→ **Given records**:
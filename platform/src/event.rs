//! Input events.
//!
//! Hosts translate whatever their windowing library reports into these types before handing them
//! to a plugin. Pointer positions are not part of these types; they are passed alongside.

use std::fmt;

/// Contains possible key modifiers.
#[derive(Clone, Copy, PartialEq, Eq, Hash, Default)]
pub struct Modifiers {
    /// Whether or not the shift key is pressed.
    pub shift: bool,
    /// Whether or not the control key is pressed.
    pub ctrl: bool,
    /// Whether or not the alt (option) key is pressed.
    pub alt: bool,
    /// Whether or not the super (command) key is pressed.
    pub sup: bool,
}

impl Modifiers {
    /// Shift only.
    pub const SHIFT: Modifiers = Modifiers {
        shift: true,
        ctrl: false,
        alt: false,
        sup: false,
    };

    /// Returns true if no modifier is pressed.
    pub fn none(&self) -> bool {
        *self == Modifiers::default()
    }

    /// Returns true if shift is the only pressed modifier.
    pub fn only_shift(&self) -> bool {
        *self == Modifiers::SHIFT
    }
}

impl fmt::Debug for Modifiers {
    fn fmt(&self, f: &mut fmt::Formatter) -> fmt::Result {
        let mut mods = String::new();

        if self.ctrl {
            mods.push('⌃');
        }
        if self.alt {
            mods.push('⌥');
        }
        if self.shift {
            mods.push('⇧');
        }
        if self.sup {
            mods.push('⌘');
        }

        write!(f, "Modifiers({})", mods)
    }
}

/// The pointer button.
#[derive(Debug, Clone, Copy, PartialEq, Eq, Hash)]
pub enum Button {
    /// The primary button, usually the left mouse button.
    Primary,

    /// The secondary button, usually the right mouse button.
    Secondary,

    /// The middle mouse button.
    Middle,

    /// Some other button that should probably be added to this enum.
    Other(usize),
}

impl Default for Button {
    fn default() -> Button {
        Button::Primary
    }
}

/// What happened to a pointer button.
#[derive(Debug, Clone, Copy, PartialEq, Eq, Hash)]
pub enum ButtonAction {
    Press,
    Release,
}

/// What happened to a key.
#[derive(Debug, Clone, Copy, PartialEq, Eq, Hash)]
pub enum KeyAction {
    /// A key was pressed.
    Press,

    /// A key was released.
    Release,

    /// A held key sent a repeat.
    Repeat,
}

/// Keyboard-layout-independent key codes.
///
/// Only the keys hosts actually route are listed; everything else arrives as `Unknown`.
#[derive(Debug, Clone, Copy, PartialEq, Eq, Hash)]
pub enum KeyCode {
    Unknown,
    /// Load.
    L,
    /// Reload shaders.
    R,
    /// Save.
    S,
    /// Deselect.
    X,
    /// Reset.
    Space,
    LeftArrow,
    RightArrow,
}

#[test]
fn modifier_predicates() {
    assert!(Modifiers::default().none());
    assert!(!Modifiers::default().only_shift());
    assert!(Modifiers::SHIFT.only_shift());

    let shift_ctrl = Modifiers {
        ctrl: true,
        ..Modifiers::SHIFT
    };
    assert!(!shift_ctrl.only_shift());
    assert!(!shift_ctrl.none());
    assert_eq!(format!("{:?}", shift_ctrl), "Modifiers(⌃⇧)");
}
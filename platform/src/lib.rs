//! Input vocabulary and graphics context lifecycle for SurfaceVis hosts.
//!
//! # Graphics Context
//! Windowing libraries usually keep process-wide state that must be initialized once before any
//! window exists and torn down after the last one is gone. [GraphicsContext] models this as a
//! guard: acquire it once at startup and keep it alive for as long as windows may exist.
//!
//! # Additional Notes
//! - Pointer coordinates handed to hosts are in window pixels with the origin at the top left,
//!   positive X going right and positive Y going down

#[macro_use]
extern crate failure_derive;
#[macro_use]
extern crate log;

use lazy_static::lazy_static;
use parking_lot::Mutex;
use std::marker::PhantomData;

pub mod event;

type PhantomNotSend = PhantomData<*const ()>;

lazy_static! {
    /// Name of the application currently holding the context, if any.
    static ref HOLDER: Mutex<Option<String>> = Mutex::new(None);
}

/// Graphics context errors.
#[derive(Fail, Debug, Clone, PartialEq)]
pub enum ContextError {
    /// Another guard is still alive; the argument is the name it was acquired with.
    #[fail(display = "graphics context already acquired by “{}”", _0)]
    AlreadyAcquired(String),
}

/// The process-wide graphics context.
///
/// Created with [GraphicsContext::acquire] and released on drop. Not [Send]: the context must be
/// released on the thread that acquired it.
pub struct GraphicsContext {
    name: String,
    _not_send: PhantomNotSend,
}

impl GraphicsContext {
    /// Acquires the graphics context for the named application.
    ///
    /// Fails if another guard is alive anywhere in the process.
    pub fn acquire(name: &str) -> Result<GraphicsContext, ContextError> {
        let mut holder = HOLDER.lock();
        if let Some(current) = &*holder {
            return Err(ContextError::AlreadyAcquired(current.clone()));
        }
        debug!(target: "surfacevis", "Acquiring graphics context for “{}”", name);
        *holder = Some(name.into());

        Ok(GraphicsContext {
            name: name.into(),
            _not_send: PhantomData,
        })
    }

    /// Returns true if some guard is currently alive.
    pub fn is_acquired() -> bool {
        HOLDER.lock().is_some()
    }

    /// The name this context was acquired with.
    pub fn name(&self) -> &str {
        &self.name
    }
}

impl Drop for GraphicsContext {
    fn drop(&mut self) {
        debug!(target: "surfacevis", "Releasing graphics context for “{}”", self.name);
        *HOLDER.lock() = None;
    }
}

// single test so parallel test threads never race on the global holder
#[test]
fn context_lifecycle() {
    let ctx = GraphicsContext::acquire("first").unwrap();
    assert_eq!(ctx.name(), "first");
    assert!(GraphicsContext::is_acquired());

    match GraphicsContext::acquire("second") {
        Err(ContextError::AlreadyAcquired(name)) => assert_eq!(name, "first"),
        Ok(_) => panic!("context was acquired twice"),
    }

    drop(ctx);
    assert!(!GraphicsContext::is_acquired());

    let again = GraphicsContext::acquire("second").unwrap();
    assert_eq!(again.name(), "second");
}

→ **Required action**:
Given the records above, restate word for word only the lines starting at the one with "Keyboard-layout-independent key codes." and ending at the one with "assert!(!Modifiers::default().only_shift());".

→ **Response for this exercise**:
/// Keyboard-layout-independent key codes.
///
/// Only the keys hosts actually route are listed; everything else arrives as `Unknown`.
#[derive(Debug, Clone, Copy, PartialEq, Eq, Hash)]
pub enum KeyCode {
    Unknown,
    /// Load.
    L,
    /// Reload shaders.
    R,
    /// Save.
    S,
    /// Deselect.
    X,
    /// Reset.
    Space,
    LeftArrow,
    RightArrow,
}

#[test]
fn modifier_predicates() {
    assert!(Modifiers::default().none());
    assert!(!Modifiers::default().only_shift());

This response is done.